The pine-tree, into which Cybele, in a moment of anger, had changed her lover and devotee, Attis, owed its perennial verdure to the compassion of Zeus for her remorse. The pomegranate was connected in tradition with a certain maid whom Dionysus loved, and the crown-like form of its blossom was accounted for by the story that the god, before he changed her into a tree, had promised her that she should one day wear a crown. The frankincense-tree owed its virtue to the nectar and ambrosia scattered by Apollo on the tomb of Leucothea, who had secured his love, and in consequence had been buried alive at the instance of her rival, Clytia. The tree grew from her grave, and Clytia, pining away in turn from grief, was changed into a plant whose blossoms were destined henceforth, like our sunflower, perpetually to confront the sun, her faithless lover.
The vicarious immortality which the jealous but faithful Clytia thus secured was shared by other fabled personages, many of whom, according to that poetical sentiment which is begotten of all that is gentle and beautiful in nature, were changed into flowers. The idea is indeed a graceful one. For a beautiful youth or maiden, dying young and unhappy, no better recompense than such a flower-change could be imagined by a people, full indeed of the instinctive craving for immortality, but vague in their assurance of a life beyond the grave.
The nymphs who, hearing of the sad death of the beautiful Narcissus, hurried to perform his obsequies, found that he had been changed into a flower, the cup of which was filled with the tears that he had shed. “Bid daffodillies fill their cups with tears,” sings Milton, using the old English name for the narcissus. Rhodanthe, the universal praise of whose beauty had aroused the jealous anger of Artemis, was changed by Apollo into the rose. The pipe of Pan was fashioned from the reeds into which the nymph, Syrinx, had been transformed by her sister nymphs in their determination to rescue her from the god’s unwelcome overtures.

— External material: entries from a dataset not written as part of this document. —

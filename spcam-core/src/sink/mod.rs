//! Frame sinks and the codec collaborators behind them.
//!
//! | Module     | Purpose                                          |
//! |------------|--------------------------------------------------|
//! | `video`    | Lazily opened video file for one recording       |
//! | `snapshot` | Standalone still images                          |
//! | `jpeg`     | [`ImageCodec`] backed by the `image` crate        |
//! | `ffmpeg`   | [`EncoderFactory`] that pipes raw RGB to `ffmpeg` |

use std::path::{Path, PathBuf};

use async_trait::async_trait;

use crate::error::{CameraError, CameraResult};

pub mod ffmpeg;
pub mod jpeg;
pub mod snapshot;
pub mod video;

pub use ffmpeg::FfmpegEncoderFactory;
pub use jpeg::JpegCodec;
pub use snapshot::SnapshotSink;
pub use video::VideoSink;

// ── PixelFrame ───────────────────────────────────────────────────

/// A decoded image: tightly packed RGB24 rows.
#[derive(Debug, Clone, PartialEq, Eq)]
pub struct PixelFrame {
    pub width: u32,
    pub height: u32,
    /// `width * height * 3` bytes.
    pub data: Vec<u8>,
}

impl PixelFrame {
    pub fn dimensions(&self) -> (u32, u32) {
        (self.width, self.height)
    }
}

// ── Collaborator traits ──────────────────────────────────────────

/// Turns JPEG payloads into pixels and pixels into image files.
pub trait ImageCodec: Send + Sync {
    fn decode(&self, jpeg: &[u8]) -> CameraResult<PixelFrame>;

    fn save(&self, frame: &PixelFrame, path: &Path) -> CameraResult<()>;
}

/// An open video file accepting frames of one fixed size.
#[async_trait]
pub trait VideoEncoder: Send {
    async fn write_frame(&mut self, frame: &PixelFrame) -> CameraResult<()>;

    /// Flush and close the file, returning the number of frames written.
    async fn finish(&mut self) -> CameraResult<u64>;
}

/// Opens [`VideoEncoder`]s.
#[async_trait]
pub trait EncoderFactory: Send + Sync {
    async fn open(
        &self,
        path: &Path,
        fourcc: &str,
        fps: u8,
        width: u32,
        height: u32,
    ) -> CameraResult<Box<dyn VideoEncoder>>;
}

// ── Output naming ────────────────────────────────────────────────

/// `<dir>/<stem>_YYYYmmdd_HHMMSS.<ext>`, with a numeric suffix if a
/// file of that name already exists. Creates `dir` if needed.
pub fn timestamped_path(dir: &Path, stem: &str, ext: &str) -> CameraResult<PathBuf> {
    std::fs::create_dir_all(dir).map_err(|e| CameraError::SinkOpen {
        path: dir.to_path_buf(),
        reason: e.to_string(),
    })?;

    let stamp = chrono::Local::now().format("%Y%m%d_%H%M%S");
    let mut path = dir.join(format!("{stem}_{stamp}.{ext}"));
    let mut n = 1;
    while path.exists() {
        path = dir.join(format!("{stem}_{stamp}_{n}.{ext}"));
        n += 1;
    }
    Ok(path)
}
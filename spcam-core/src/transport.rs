//! Byte links to the device.

use std::io::{ErrorKind, Read, Write};
use std::sync::Arc;
use std::sync::atomic::{AtomicBool, Ordering};
use std::thread::JoinHandle;
use std::time::Duration;

use async_trait::async_trait;
use futures::executor::block_on;
use serialport::{DataBits, FlowControl, Parity, StopBits};
use tokio::io::{AsyncReadExt, AsyncWriteExt, DuplexStream, ReadHalf, WriteHalf};
use tracing::{debug, info, warn};

use crate::error::{CameraError, CameraResult};
use crate::protocol::{BoxedReader, BoxedWriter};

/// Longest a blocking port read lasts before the close flag is rechecked.
const READ_TIMEOUT: Duration = Duration::from_millis(100);

/// Bytes buffered between the port threads and the async side.
const PIPE_CAPACITY: usize = 64 * 1024;

/// Something that can open a duplex byte stream to the camera.
#[async_trait]
pub trait Transport: Send + Sync {
    /// Open the link and return its read and write halves.
    async fn open(&self) -> CameraResult<(BoxedReader, BoxedWriter)>;

    /// Human-readable name of the link, for status lines.
    fn describe(&self) -> String;
}

// ── SerialTransport ──────────────────────────────────────────────

/// A serial port such as `/dev/ttyUSB0` or `COM3`, opened 8N1 with no
/// flow control.
#[derive(Debug, Clone)]
pub struct SerialTransport {
    port: String,
    baud_rate: u32,
}

impl SerialTransport {
    pub fn new(port: impl Into<String>, baud_rate: u32) -> Self {
        Self {
            port: port.into(),
            baud_rate,
        }
    }

    pub fn port(&self) -> &str {
        &self.port
    }

    pub fn baud_rate(&self) -> u32 {
        self.baud_rate
    }

    fn open_error(&self, e: serialport::Error) -> CameraError {
        CameraError::Transport(std::io::Error::other(format!(
            "failed to open {}: {e}",
            self.port
        )))
    }
}

#[async_trait]
impl Transport for SerialTransport {
    async fn open(&self) -> CameraResult<(BoxedReader, BoxedWriter)> {
        let port = serialport::new(self.port.as_str(), self.baud_rate)
            .data_bits(DataBits::Eight)
            .parity(Parity::None)
            .stop_bits(StopBits::One)
            .flow_control(FlowControl::None)
            .timeout(READ_TIMEOUT)
            .open()
            .map_err(|e| self.open_error(e))?;
        let reader = port.try_clone().map_err(|e| self.open_error(e))?;

        let (reader, writer, _threads) = bridge(&self.port, reader, port)?;
        info!("opened serial link {}", self.describe());
        Ok((reader, writer))
    }

    fn describe(&self) -> String {
        format!("{} @ {} baud", self.port, self.baud_rate)
    }
}

// ── Port threads ─────────────────────────────────────────────────

/// Connect a blocking port to an in-memory pipe served by two threads.
///
/// The reader thread wakes at least every `READ_TIMEOUT` to check whether
/// the link was dropped, so the port is closed shortly after both async
/// halves go away. The returned handles may be dropped to detach.
fn bridge<R, W>(
    name: &str,
    port_rx: R,
    port_tx: W,
) -> std::io::Result<(BoxedReader, BoxedWriter, [JoinHandle<()>; 2])>
where
    R: Read + Send + 'static,
    W: Write + Send + 'static,
{
    let (link, device) = tokio::io::duplex(PIPE_CAPACITY);
    let (device_rx, device_tx) = tokio::io::split(device);
    let closed = Arc::new(AtomicBool::new(false));

    let inbound = std::thread::Builder::new()
        .name(format!("{name} reader"))
        .spawn({
            let closed = Arc::clone(&closed);
            move || pump_inbound(port_rx, device_tx, &closed)
        })?;

    let outbound = std::thread::Builder::new()
        .name(format!("{name} writer"))
        .spawn({
            let closed = Arc::clone(&closed);
            move || pump_outbound(device_rx, port_tx, &closed)
        });
    let outbound = match outbound {
        Ok(handle) => handle,
        Err(e) => {
            closed.store(true, Ordering::SeqCst);
            return Err(e);
        }
    };

    let (reader, writer) = tokio::io::split(link);
    Ok((Box::new(reader), Box::new(writer), [inbound, outbound]))
}

/// Port to pipe. Ends on port EOF or error, or once `closed` is set.
fn pump_inbound<R: Read>(mut port: R, mut pipe: WriteHalf<DuplexStream>, closed: &AtomicBool) {
    let mut buf = [0u8; 4096];
    while !closed.load(Ordering::SeqCst) {
        match port.read(&mut buf) {
            Ok(0) => {
                debug!("serial port reached end of stream");
                break;
            }
            Ok(n) => {
                if block_on(pipe.write_all(&buf[..n])).is_err() {
                    break;
                }
            }
            Err(e)
                if matches!(
                    e.kind(),
                    ErrorKind::TimedOut | ErrorKind::WouldBlock | ErrorKind::Interrupted
                ) => {}
            Err(e) => {
                warn!("serial read failed: {e}");
                break;
            }
        }
    }
    // Readers on the link side see EOF.
    let _ = block_on(pipe.shutdown());
    debug!("serial reader stopped");
}

/// Pipe to port. Ends when the link side is dropped or the port fails.
fn pump_outbound<W: Write>(mut pipe: ReadHalf<DuplexStream>, mut port: W, closed: &AtomicBool) {
    let mut buf = [0u8; 256];
    loop {
        match block_on(pipe.read(&mut buf)) {
            Ok(0) | Err(_) => break,
            Ok(n) => {
                if let Err(e) = port.write_all(&buf[..n]).and_then(|()| port.flush()) {
                    warn!("serial write failed: {e}");
                    break;
                }
            }
        }
    }
    closed.store(true, Ordering::SeqCst);
    debug!("serial writer stopped");
}
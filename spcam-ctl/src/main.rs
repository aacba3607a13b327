//! spcam-ctl entry point.
//!
//! ```text
//! spcam-ctl                      Connect using spcam-ctl.toml
//! spcam-ctl --port /dev/ttyACM0  Override the serial device
//! spcam-ctl --preview live.jpg   Keep live.jpg updated with the newest frame
//! spcam-ctl --config <path>      Load a custom config TOML
//! spcam-ctl --gen-config         Print the default config
//! spcam-ctl --gen-config <path>  Write the default config to a file
//! ```

use std::path::PathBuf;
use std::sync::Arc;
use std::sync::atomic::{AtomicBool, Ordering};

use clap::Parser;
use tracing::{error, info, warn};
use tracing_subscriber::EnvFilter;

use spcam_core::CameraController;
use spcam_ctl::config::{ConfigSource, CtlConfig};
use spcam_ctl::console::Console;
use spcam_ctl::preview::run_preview_writer;

// ── CLI ──────────────────────────────────────────────────────────

#[derive(Parser, Debug)]
#[command(name = "spcam-ctl", about = "Serial camera recording console")]
struct Cli {
    /// Path to configuration TOML file.
    #[arg(short, long, default_value = "spcam-ctl.toml")]
    config: PathBuf,

    /// Serial device, overriding `serial.port`.
    #[arg(short, long)]
    port: Option<String>,

    /// File to keep updated with the newest live frame.
    #[arg(long)]
    preview: Option<PathBuf>,

    /// Write the default configuration to PATH, or print it, and exit.
    #[arg(long, value_name = "PATH", num_args = 0..=1)]
    gen_config: Option<Option<PathBuf>>,
}

// ── Main ─────────────────────────────────────────────────────────

#[tokio::main]
async fn main() -> Result<(), Box<dyn std::error::Error>> {
    let cli = Cli::parse();

    match cli.gen_config {
        Some(Some(path)) => {
            CtlConfig::write_default(&path)?;
            println!("Default config written to {}", path.display());
            return Ok(());
        }
        Some(None) => {
            print!("{}", toml::to_string_pretty(&CtlConfig::default())?);
            return Ok(());
        }
        None => {}
    }

    let (mut config, source) = CtlConfig::load(&cli.config);

    let filter = EnvFilter::try_from_default_env()
        .unwrap_or_else(|_| EnvFilter::new(&config.logging.level));
    tracing_subscriber::fmt()
        .with_env_filter(filter)
        .with_writer(std::io::stderr)
        .init();

    match &source {
        ConfigSource::File => info!("loaded config from {}", cli.config.display()),
        ConfigSource::Missing => info!("no config at {}; using defaults", cli.config.display()),
        ConfigSource::Invalid(e) => {
            warn!("invalid config {}: {e}; using defaults", cli.config.display());
        }
    }

    if let Some(port) = cli.port {
        config.serial.port = port;
    }
    if let Some(preview) = cli.preview {
        config.preview.file = preview.display().to_string();
    }

    info!("spcam-ctl v{}", env!("CARGO_PKG_VERSION"));
    info!("serial port: {}", config.serial.port);
    info!("videos: {}", config.storage.video_dir.display());
    info!("photos: {}", config.storage.photo_dir.display());

    let (mut controller, events) = CameraController::new(config.to_controller_config());
    if let Err(e) = controller.connect(&config.transport()).await {
        error!("failed to connect to {}: {e}", config.serial.port);
        eprintln!("Failed to connect to device. Exiting.");
        std::process::exit(1);
    }

    let preview_task = config.preview_file().map(|path| {
        info!("live preview: {}", path.display());
        let running = Arc::new(AtomicBool::new(true));
        let task = tokio::spawn(run_preview_writer(
            controller.preview(),
            path,
            Arc::clone(&running),
        ));
        (running, task)
    });

    let result = Console::new(controller, events).run().await;

    if let Some((running, task)) = preview_task {
        running.store(false, Ordering::SeqCst);
        let _ = task.await;
    }

    result?;
    Ok(())
}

There are many instances in classical mythology wherein flowers were believed to have arisen from the blood, _i.e._ the very life, of dying persons. The violet sprang from the blood of Attis when Cybele changed him into a pine-tree. From the blood of Hyacinthus, killed in anger by Zephyrus, Apollo caused the hyacinth to grow. Acis, crushed to death by Polyphemus, was changed into a stream, but from his blood there sprang the flowering rush. According to the Egyptians the vine arose from the blood of the Titans.
In other cases tear-drops were, so to speak, the seed of the miracle. The anemone grew from the tears that Aphrodite shed at the death of Adonis:—
“Woe, woe for Cytherea, he hath perished, the lovely Adonis. A tear the Paphian sheds for each blood-drop of Adonis, And tears and blood on the earth are turned to flowers. The blood brings forth the rose; the tears, the wind-flower; Woe, woe for Cytherea, he hath perished, the lovely Adonis!”[172]
Shakespeare, it will be remembered, gives to the anemone the magical power of producing love.[173]
The legendary lore of the East contains traditions similar to those above mentioned, of which it will be sufficient to cite the following:—The Burmese believe that the _Canna Indica_ or Indian shot sprang from the sacred blood of the Buddha. His evil-minded brother-in-law, incensed at not being allowed to hold a separate assembly of his own, rolled down a rock upon the teacher from a lofty hill. A fragment bruised the Buddha’s toe, and drew from it a few drops of blood, from which the sacred plant arose.[174]
In another class of legends, more characteristic of mediaeval than of classical mythology, the _soul_ of the dead person was believed to pass into a tree. They are, in fact, cases rather of metempsychosis than of metamorphosis. A legend current in Cornwall tells how, after the loss of her lover, Iseult died broken-hearted, and was buried in the same church with Tristram, but by the king’s decree at some distance from him. Soon ivy sprang from either grave, and each branch grew and grew until it met its fellow at the crown of the vaulted roof, and there clasped it and clung to it as only ivy can.[175] In another version the plants that sprang from the graves of the lovers were a rose and a vine. The same idea is met with in the familiar ballad of Fair Margaret and Sweet William.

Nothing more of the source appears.